Collected data entries:
———
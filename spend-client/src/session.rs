//! Session state and the forced-logout latch
//!
//! The bearer token lives in plain storage; the signed-in admin, role and
//! username live in secure storage. Any 401 ends the session through
//! [`Session::force_logout`], which performs the logout exactly once no
//! matter how many in-flight requests fail together. The latch re-arms
//! only on the next successful sign-in.

use crate::storage::{SecureStorage, Storage, StorageError, keys};
use shared::models::{LoginResponse, UserInfo};
use shared::types::PermissionId;
use std::sync::atomic::{AtomicBool, Ordering};
use std::sync::{Arc, RwLock};
use tokio::sync::broadcast;

/// Why the session ended
#[derive(Debug, Clone, Copy, PartialEq, Eq)]
pub enum LogoutReason {
    /// The admin signed out
    UserRequested,
    /// The backend rejected the token
    Unauthorized,
}

/// Session lifecycle notifications for the embedding UI
#[derive(Debug, Clone, PartialEq, Eq)]
pub enum SessionEvent {
    LoggedIn { user_id: i64 },
    LoggedOut {
        reason: LogoutReason,
        /// Hard redirect target
        redirect_to: String,
    },
}

/// Single-assignment flag guarding the logout side effect
#[derive(Debug, Default)]
pub struct LogoutLatch {
    tripped: AtomicBool,
}

impl LogoutLatch {
    pub fn new() -> Self {
        Self::default()
    }

    /// Returns `true` for the one caller that trips the latch
    pub fn try_trip(&self) -> bool {
        self.tripped
            .compare_exchange(false, true, Ordering::AcqRel, Ordering::Acquire)
            .is_ok()
    }

    pub fn is_tripped(&self) -> bool {
        self.tripped.load(Ordering::Acquire)
    }

    fn rearm(&self) {
        self.tripped.store(false, Ordering::Release);
    }
}

pub struct Session {
    storage: Arc<dyn Storage>,
    secure: SecureStorage,
    latch: LogoutLatch,
    user: RwLock<Option<UserInfo>>,
    events: broadcast::Sender<SessionEvent>,
    login_url: String,
}

impl Session {
    pub fn new(storage: Arc<dyn Storage>, secure_key: &str, login_url: impl Into<String>) -> Self {
        let (events, _) = broadcast::channel(16);
        Self {
            secure: SecureStorage::new(storage.clone(), secure_key),
            storage,
            latch: LogoutLatch::new(),
            user: RwLock::new(None),
            events,
            login_url: login_url.into(),
        }
    }

    /// Rebuild the session from what storage already holds
    ///
    /// A stored user that cannot be decoded is dropped together with the
    /// rest of the session keys.
    pub fn restore(storage: Arc<dyn Storage>, secure_key: &str, login_url: impl Into<String>) -> Self {
        let session = Self::new(storage, secure_key, login_url);
        match session.secure.get_json::<UserInfo>(keys::USER) {
            Ok(Some(user)) if session.storage.get(keys::TOKEN).is_some() => {
                tracing::debug!(user_id = user.id, "Session restored from storage");
                if let Ok(mut slot) = session.user.write() {
                    *slot = Some(user);
                }
            }
            Ok(_) => {}
            Err(e) => {
                tracing::warn!(error = %e, "Stored session unreadable, clearing");
                let _ = session.storage.remove_all(keys::SESSION_KEYS);
            }
        }
        session
    }

    /// Persist a successful sign-in and re-arm the logout latch
    pub fn login(&self, response: &LoginResponse) -> Result<(), StorageError> {
        self.storage.set(keys::TOKEN, &response.token)?;
        self.secure.set_json(keys::USER, &response.user)?;
        self.secure.set(keys::ROLE, &response.user.role)?;
        self.secure.set(keys::USERNAME, &response.user.name)?;

        if let Ok(mut slot) = self.user.write() {
            *slot = Some(response.user.clone());
        }
        self.latch.rearm();

        tracing::info!(user_id = response.user.id, role = %response.user.role, "Signed in");
        let _ = self.events.send(SessionEvent::LoggedIn {
            user_id: response.user.id,
        });
        Ok(())
    }

    /// Replace the cached admin record (after a profile update)
    pub fn update_user(&self, user: UserInfo) -> Result<(), StorageError> {
        self.secure.set_json(keys::USER, &user)?;
        self.secure.set(keys::USERNAME, &user.name)?;
        if let Ok(mut slot) = self.user.write() {
            *slot = Some(user);
        }
        Ok(())
    }

    pub fn token(&self) -> Option<String> {
        self.storage.get(keys::TOKEN)
    }

    pub fn is_authenticated(&self) -> bool {
        self.token().is_some()
    }

    pub fn user(&self) -> Option<UserInfo> {
        self.user.read().ok()?.clone()
    }

    /// Role string from secure storage
    pub fn role(&self) -> Option<String> {
        self.secure.get(keys::ROLE).ok().flatten()
    }

    pub fn username(&self) -> Option<String> {
        self.secure.get(keys::USERNAME).ok().flatten()
    }

    /// Permission id the signed-in admin holds for `module.action`
    pub fn permission_id(&self, module: &str, action: &str) -> Option<PermissionId> {
        let guard = self.user.read().ok()?;
        guard
            .as_ref()?
            .permissions
            .iter()
            .find(|p| p.module == module && p.action == action)
            .map(|p| p.id)
    }

    pub fn has_permission(&self, module: &str, action: &str) -> bool {
        self.permission_id(module, action).is_some()
    }

    pub fn login_url(&self) -> &str {
        &self.login_url
    }

    pub fn subscribe(&self) -> broadcast::Receiver<SessionEvent> {
        self.events.subscribe()
    }

    /// Plain storage area (preferences, `newlyAddedUser`)
    pub fn storage(&self) -> &Arc<dyn Storage> {
        &self.storage
    }

    /// End the session after a 401
    ///
    /// Only the first caller since the last sign-in clears storage and
    /// emits [`SessionEvent::LoggedOut`]; the rest return `false`.
    pub fn force_logout(&self) -> bool {
        if !self.latch.try_trip() {
            tracing::debug!("Logout already in progress, skipping");
            return false;
        }
        tracing::warn!("Session rejected by server, logging out");
        self.clear(LogoutReason::Unauthorized);
        true
    }

    /// End the session on the admin's request
    pub fn sign_out(&self) {
        if self.latch.try_trip() {
            self.clear(LogoutReason::UserRequested);
        }
    }

    pub fn is_logging_out(&self) -> bool {
        self.latch.is_tripped()
    }

    fn clear(&self, reason: LogoutReason) {
        if let Err(e) = self.storage.remove_all(keys::SESSION_KEYS) {
            tracing::error!(error = %e, "Failed to clear session storage");
        }
        if let Ok(mut slot) = self.user.write() {
            *slot = None;
        }
        let _ = self.events.send(SessionEvent::LoggedOut {
            reason,
            redirect_to: self.login_url.clone(),
        });
    }
}

impl std::fmt::Debug for Session {
    fn fmt(&self, f: &mut std::fmt::Formatter<'_>) -> std::fmt::Result {
        f.debug_struct("Session")
            .field("authenticated", &self.is_authenticated())
            .field("logging_out", &self.is_logging_out())
            .field("login_url", &self.login_url)
            .finish()
    }
}

#[cfg(test)]
mod tests {
    use super::*;
    use crate::storage::MemoryStorage;
    use shared::models::GrantedPermission;

    fn login_response() -> LoginResponse {
        LoginResponse {
            token: "tok-1".to_string(),
            user: UserInfo {
                id: 7,
                name: "Dana".to_string(),
                email: "dana@smartspend.test".to_string(),
                role: "admin".to_string(),
                permissions: vec![GrantedPermission {
                    id: 11,
                    module: "user_management".to_string(),
                    action: "view".to_string(),
                }],
            },
        }
    }

    fn session() -> (Arc<MemoryStorage>, Session) {
        let storage = Arc::new(MemoryStorage::new());
        let session = Session::new(storage.clone(), "key", "/login");
        (storage, session)
    }

    #[test]
    fn test_login_persists() {
        let (storage, session) = session();
        session.login(&login_response()).unwrap();

        assert_eq!(storage.get(keys::TOKEN).as_deref(), Some("tok-1"));
        assert_ne!(storage.get(keys::ROLE).as_deref(), Some("admin"));
        assert_eq!(session.role().as_deref(), Some("admin"));
        assert_eq!(session.username().as_deref(), Some("Dana"));
        assert_eq!(session.permission_id("user_management", "view"), Some(11));
        assert!(!session.has_permission("user_management", "delete"));
    }

    #[test]
    fn test_force_logout_once() {
        let (storage, session) = session();
        session.login(&login_response()).unwrap();
        storage.set(keys::DARK_MODE, "true").unwrap();
        let mut rx = session.subscribe();

        assert!(session.force_logout());
        assert!(!session.force_logout());
        assert!(!session.force_logout());

        assert!(storage.get(keys::TOKEN).is_none());
        assert!(storage.get(keys::USER).is_none());
        assert_eq!(storage.get(keys::DARK_MODE).as_deref(), Some("true"));
        assert!(session.user().is_none());

        assert_eq!(
            rx.try_recv().unwrap(),
            SessionEvent::LoggedOut {
                reason: LogoutReason::Unauthorized,
                redirect_to: "/login".to_string()
            }
        );
        assert!(rx.try_recv().is_err());
    }

    #[test]
    fn test_latch_rearms_on_login() {
        let (_, session) = session();
        session.login(&login_response()).unwrap();
        assert!(session.force_logout());
        assert!(session.is_logging_out());

        session.login(&login_response()).unwrap();
        assert!(!session.is_logging_out());
        assert!(session.force_logout());
    }

    #[test]
    fn test_restore() {
        let (storage, session) = session();
        session.login(&login_response()).unwrap();

        let restored = Session::restore(storage, "key", "/login");
        assert!(restored.is_authenticated());
        assert_eq!(restored.user().map(|u| u.id), Some(7));
        assert_eq!(restored.permission_id("user_management", "view"), Some(11));
    }

    #[test]
    fn test_restore_with_wrong_key_clears() {
        let (storage, session) = session();
        session.login(&login_response()).unwrap();

        let restored = Session::restore(storage.clone(), "other", "/login");
        assert!(restored.user().is_none());
        assert!(storage.get(keys::TOKEN).is_none());
    }
}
———
=== Exercise ===
With the string "Option" as the key, filter the data above and show the lines that match.

=== Response area ===
    user: RwLock<Option<UserInfo>>,
    pub fn token(&self) -> Option<String> {
    pub fn user(&self) -> Option<UserInfo> {
    pub fn role(&self) -> Option<String> {
    pub fn username(&self) -> Option<String> {
    pub fn permission_id(&self, module: &str, action: &str) -> Option<PermissionId> {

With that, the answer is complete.